INSTRUCTIONS FOR THE TASK
Give every entry again, exactly as it stands.

INPUT DATA section start

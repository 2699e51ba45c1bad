//! Turn states.

use crate::games::morris::{Node, Side};

/// Where the turn loop currently is.
#[derive(Debug, Clone, PartialEq, Eq, Default)]
pub enum ContextState {
    /// Deciding who moves next.
    #[default]
    NextPlayer,
    /// Waiting for a move from the user interface.
    HumanTurn {
        /// Side to move.
        side: Side,
    },
    /// About to launch a search.
    ComputerTurnBegin {
        /// Side to move.
        side: Side,
    },
    /// A search is running in the background.
    ComputerTurnThinking {
        /// Side being searched for.
        side: Side,
    },
    /// A human move closed a mill and a capture must be picked.
    ApplyCapture {
        /// Side capturing.
        side: Side,
        /// Pieces that may be removed.
        candidates: Vec<Node>,
    },
    /// The game has ended.
    GameOver,
}

impl ContextState {
    /// Side the state is about, if any.
    pub fn side(&self) -> Option<Side> {
        match self {
            ContextState::HumanTurn { side }
            | ContextState::ComputerTurnBegin { side }
            | ContextState::ComputerTurnThinking { side }
            | ContextState::ApplyCapture { side, .. } => Some(*side),
            ContextState::NextPlayer | ContextState::GameOver => None,
        }
    }
}

impl std::fmt::Display for ContextState {
    fn fmt(&self, f: &mut std::fmt::Formatter<'_>) -> std::fmt::Result {
        match self {
            ContextState::NextPlayer => write!(f, "next player"),
            ContextState::HumanTurn { side } => write!(f, "{side} to move (human)"),
            ContextState::ComputerTurnBegin { side } => write!(f, "{side} to move (computer)"),
            ContextState::ComputerTurnThinking { side } => write!(f, "{side} thinking"),
            ContextState::ApplyCapture { side, candidates } => {
                let list: Vec<String> = candidates.iter().map(|n| n.to_string()).collect();
                write!(f, "{side} to capture one of [{}]", list.join(", "))
            }
            ContextState::GameOver => write!(f, "game over"),
        }
    }
}
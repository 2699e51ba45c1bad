//! Game rules for Nine Men's Morris.
//!
//! Pure functions over [`Position`](super::Position) snapshots. The live
//! board and the search strategies share them, so both agree on which moves
//! exist and what they do.

pub mod ending;
pub mod graph;
pub mod movegen;

pub use ending::{MAX_PLIES_WITHOUT_MILL, ending};
pub use graph::{MILLS, are_adjacent, freedom, in_mill, neighbors};
pub use movegen::{
    can_fly, capture_candidates, has_any_move, legal_moves, play, validate, validate_complete,
};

INPUT DATA section end

ANSWER TO THIS EXERCISE
repository 2699e51ba45c1bad
//! Turn states.

use crate::games::morris::{Node, Side};

/// Where the turn loop currently is.
#[derive(Debug, Clone, PartialEq, Eq, Default)]
pub enum ContextState {
    /// Deciding who moves next.
    #[default]
    NextPlayer,
    /// Waiting for a move from the user interface.
    HumanTurn {
        /// Side to move.
        side: Side,
    },
    /// About to launch a search.
    ComputerTurnBegin {
        /// Side to move.
        side: Side,
    },
    /// A search is running in the background.
    ComputerTurnThinking {
        /// Side being searched for.
        side: Side,
    },
    /// A human move closed a mill and a capture must be picked.
    ApplyCapture {
        /// Side capturing.
        side: Side,
        /// Pieces that may be removed.
        candidates: Vec<Node>,
    },
    /// The game has ended.
    GameOver,
}

impl ContextState {
    /// Side the state is about, if any.
    pub fn side(&self) -> Option<Side> {
        match self {
            ContextState::HumanTurn { side }
            | ContextState::ComputerTurnBegin { side }
            | ContextState::ComputerTurnThinking { side }
            | ContextState::ApplyCapture { side, .. } => Some(*side),
            ContextState::NextPlayer | ContextState::GameOver => None,
        }
    }
}

impl std::fmt::Display for ContextState {
    fn fmt(&self, f: &mut std::fmt::Formatter<'_>) -> std::fmt::Result {
        match self {
            ContextState::NextPlayer => write!(f, "next player"),
            ContextState::HumanTurn { side } => write!(f, "{side} to move (human)"),
            ContextState::ComputerTurnBegin { side } => write!(f, "{side} to move (computer)"),
            ContextState::ComputerTurnThinking { side } => write!(f, "{side} thinking"),
            ContextState::ApplyCapture { side, candidates } => {
                let list: Vec<String> = candidates.iter().map(|n| n.to_string()).collect();
                write!(f, "{side} to capture one of [{}]", list.join(", "))
            }
            ContextState::GameOver => write!(f, "game over"),
        }
    }
}
repository 2699e51ba45c1bad
//! Game rules for Nine Men's Morris.
//!
//! Pure functions over [`Position`](super::Position) snapshots. The live
//! board and the search strategies share them, so both agree on which moves
//! exist and what they do.

pub mod ending;
pub mod graph;
pub mod movegen;

pub use ending::{MAX_PLIES_WITHOUT_MILL, ending};
pub use graph::{MILLS, are_adjacent, freedom, in_mill, neighbors};
pub use movegen::{
    can_fly, capture_candidates, has_any_move, legal_moves, play, validate, validate_complete,
};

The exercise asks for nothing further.